Report every line of the listing below in which the string "BTreeMap" appears.

RECORD EXCERPTS
※ ※ ※
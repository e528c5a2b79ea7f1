mod notification;
mod product;
mod sale;

pub use notification::LowStockAlertModel;
pub use product::{
    ProductModel, ProductModelError, StockSaleResult, MAX_IMAGE_NCHARS, MAX_TITLE_NCHARS,
};
pub use sale::{SaleEventModel, WebhookIgnoreReason, WebhookRouteDecision, EVENT_ORDER_PAID};
use std::collections::{BTreeMap, HashMap};
use std::result::Result;

use tokio::sync::{Mutex, MutexGuard};

use storefront_common::config::AppInMemoryDbCfg;

use super::AppDStoreError;

pub type AppInMemRow = Vec<String>;

#[derive(Default)]
struct InMemTable {
    last_id: u64,
    rows: BTreeMap<u64, AppInMemRow>,
}

#[derive(Default)]
struct InMemTableSet(HashMap<String, InMemTable>);

/// Volatile table set for local demo and tests. Each row is a list of
/// stringified columns keyed by an auto-incremented id, repositories decide
/// how columns are laid out.
pub struct AppInMemoryDStore {
    max_items: u32,
    content: Mutex<InMemTableSet>,
}

/// Exclusive access to every table, callers keep it across a complete
/// read-modify-write sequence.
pub struct AppInMemDstoreLock<'a> {
    guard: MutexGuard<'a, InMemTableSet>,
    max_items: u32,
}

impl AppInMemoryDStore {
    pub fn new(cfg: &AppInMemoryDbCfg) -> Self {
        Self {
            max_items: cfg.max_items,
            content: Mutex::new(InMemTableSet::default()),
        }
    }

    pub async fn lock(&self) -> AppInMemDstoreLock<'_> {
        let guard = self.content.lock().await;
        AppInMemDstoreLock {
            guard,
            max_items: self.max_items,
        }
    }
}

impl<'a> AppInMemDstoreLock<'a> {
    pub fn fetch(&self, table: &str, id: u64) -> Option<AppInMemRow> {
        self.guard
            .0
            .get(table)
            .and_then(|t| t.rows.get(&id))
            .cloned()
    }

    pub fn fetch_all(&self, table: &str) -> Vec<(u64, AppInMemRow)> {
        self.guard
            .0
            .get(table)
            .map(|t| {
                t.rows
                    .iter()
                    .map(|(id, row)| (*id, row.clone()))
                    .collect::<Vec<_>>()
            })
            .unwrap_or_default()
    }

    pub fn num_free_slots(&self, table: &str) -> usize {
        let used = self.guard.0.get(table).map(|t| t.rows.len()).unwrap_or(0);
        (self.max_items as usize).saturating_sub(used)
    }

    pub fn insert(&mut self, table: &str, row: AppInMemRow) -> Result<u64, AppDStoreError> {
        let max_items = self.max_items;
        let t = self.guard.0.entry(table.to_string()).or_default();
        if t.rows.len() >= (max_items as usize) {
            return Err(AppDStoreError::InMemExceedLimit {
                table: table.to_string(),
                max_items,
            });
        }
        t.last_id += 1;
        let id = t.last_id;
        t.rows.insert(id, row);
        Ok(id)
    }

    /// Overwrite an existing row, returns `false` if the id is absent
    pub fn update(&mut self, table: &str, id: u64, row: AppInMemRow) -> bool {
        match self.guard.0.get_mut(table).and_then(|t| t.rows.get_mut(&id)) {
            Some(saved) => {
                *saved = row;
                true
            }
            None => false,
        }
    }
} // end of impl AppInMemDstoreLock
※ ※ ※
RESULT FOR THIS TASK
use std::collections::{BTreeMap, HashMap};
    rows: BTreeMap<u64, AppInMemRow>,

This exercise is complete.